The Johnson Conservative government, having done nothing for weeks as it planned for the population to be infected by the tens of millions in its “herd immunity” policy—is preparing for mass deaths. It has deployed the military to help transform London’s Excel conference and events centre into a 4,000-bed hospital, including two emergency morgues. Yesterday the army delivered oxygen supplies to the centre ahead of its opening on April 4 when an initial 500 patients will be treated. Nearby London City Airport is closed to civilian flights to enable military planes to fly in and out.
According to reports, similar “field hospitals” will be created in major UK cities, including at the National Exhibition Centre in Birmingham and Manchester’s Convention Centre. Sky News reported that a temporary mortuary is being set up at a British military site in Belfast “to cope with an anticipated spike in coronavirus deaths.”
This week saw the deaths of the first two prisoners in Britain—an 84-year-old man at Littlehey prison in Cambridgeshire and a 66-year-old man at Strangeways, Manchester.
The callous attitude of the Tory government towards National Health Service (NHS) workers on the front line trying to save lives—many still without personal protective equipment—was made clear in the comments of chief executive of NHS Providers, Chris Hopson, that London hospitals were facing a “continuous tsunami” of coronavirus patients. He warned, “The CEOs [of the various NHS providers] are concerned that all that extra capacity is now being used up very, very quickly. We’ve got the surge capacity at the ExCel centre but this is filling up very quickly.”
Due to there being no social distancing in place for weeks, and a government policy not to test NHS staff, many are ill having possibly contracted COVID-19 and are in self-isolation at home, with up to 50 percent of staff off sick in some London trusts.
On Thursday at 8 p.m., people around the UK—replicating what has been done in other countries—clapped and cheered NHS workers from their doors, windows and balconies, with others coming into their streets to do the same as part of a “Clap For Our Carers” campaign.

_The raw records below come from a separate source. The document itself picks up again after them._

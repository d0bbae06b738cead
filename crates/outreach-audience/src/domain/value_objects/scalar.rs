//! Opaque field values
//!
//! The core never interprets field semantics; values are compared for
//! equality and set membership only.

use serde::{Deserialize, Serialize};
use std::fmt;

/// A single contact field value as it appears on the wire
#[derive(Clone, Debug, PartialEq, Eq, Hash, Serialize, Deserialize)]
#[serde(untagged)]
pub enum ScalarValue {
    Bool(bool),
    Number(serde_json::Number),
    /// Strings and dates (dates travel as ISO-8601 strings)
    Text(String),
}

impl ScalarValue {
    pub fn text(value: impl Into<String>) -> Self {
        Self::Text(value.into())
    }

    pub fn as_text(&self) -> Option<&str> {
        match self {
            Self::Text(s) => Some(s),
            _ => None,
        }
    }
}

impl From<&str> for ScalarValue {
    fn from(value: &str) -> Self {
        Self::Text(value.to_string())
    }
}

impl From<String> for ScalarValue {
    fn from(value: String) -> Self {
        Self::Text(value)
    }
}

impl From<bool> for ScalarValue {
    fn from(value: bool) -> Self {
        Self::Bool(value)
    }
}

impl From<i64> for ScalarValue {
    fn from(value: i64) -> Self {
        Self::Number(value.into())
    }
}

impl fmt::Display for ScalarValue {
    fn fmt(&self, f: &mut fmt::Formatter<'_>) -> fmt::Result {
        match self {
            Self::Bool(b) => write!(f, "{}", b),
            Self::Number(n) => write!(f, "{}", n),
            Self::Text(s) => f.write_str(s),
        }
    }
}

In a staggering show of hypocrisy, Prime Minister Boris Johnson and Chancellor Rishi Sunak emerged from Number 10 and 11 Downing Street to join the applause.
Shortly after, on the BBC’s “Question Time” TV show, Richard Horton, the editor-in-chief of the Lancet medical journal said the situation was “a national scandal. We shouldn’t be in this position. We knew in the last week of January that this was coming. The message from China was absolutely clear that a new virus with pandemic potential was hitting cities ... and people admitted to intensive care units and dying and the mortality was growing.

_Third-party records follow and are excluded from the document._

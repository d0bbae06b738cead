//! Command handlers
//!
//! Application services that orchestrate use cases.

mod audience;
mod duplicates;
mod identity;
mod segments;

pub use audience::AudienceService;
pub use duplicates::DuplicateQueueSession;
pub use identity::IdentityKeyService;
pub use segments::SegmentService;

use crate::domain::DomainEvent;
use crate::ports::outbound::EventPublisher;

/// Publish after a committed change. The store already holds the new state,
/// so a publisher failure is logged rather than reported as a failed call.
pub(crate) async fn publish_events(publisher: &dyn EventPublisher, events: Vec<DomainEvent>) {
    if events.is_empty() {
        return;
    }
    let count = events.len();
    if let Err(e) = publisher.publish(events).await {
        tracing::warn!(error = %e, count, "failed to publish domain events");
    }
}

“We knew that 11 weeks ago. And then we wasted February when we could have acted. Time when we could have ramped up testing, time when we could have got Personal Protective Equipment ready and disseminated. We didn’t do it.”
Speaking of Johnson and Sunak, he said, “The hypocrisy of clapping NHS workers and yet not supporting those NHS workers when they go into that front line is tragic and it was preventable.”
In Britain, employers are able to tap a pool of £350 billion for starters, with “unlimited” funds pledged by Sunak. In contrast, with more than 1 million workers already laid off, in the space of a week over 500,000 thousand people have been forced to apply for £73 a week via the Universal Credit benefits system. Many were forced to give up trying, as claims can only be made online and they were faced with a queue of 145,000 others waiting to log on to the website.
Those attempting to make contact regarding their claims failed, despite also calling by phone, in some cases, between 80 and 100 times. Even if laid off and redundant workers do succeed in making a claim, the brutal UC system means they will wait at least five weeks to get a first payment.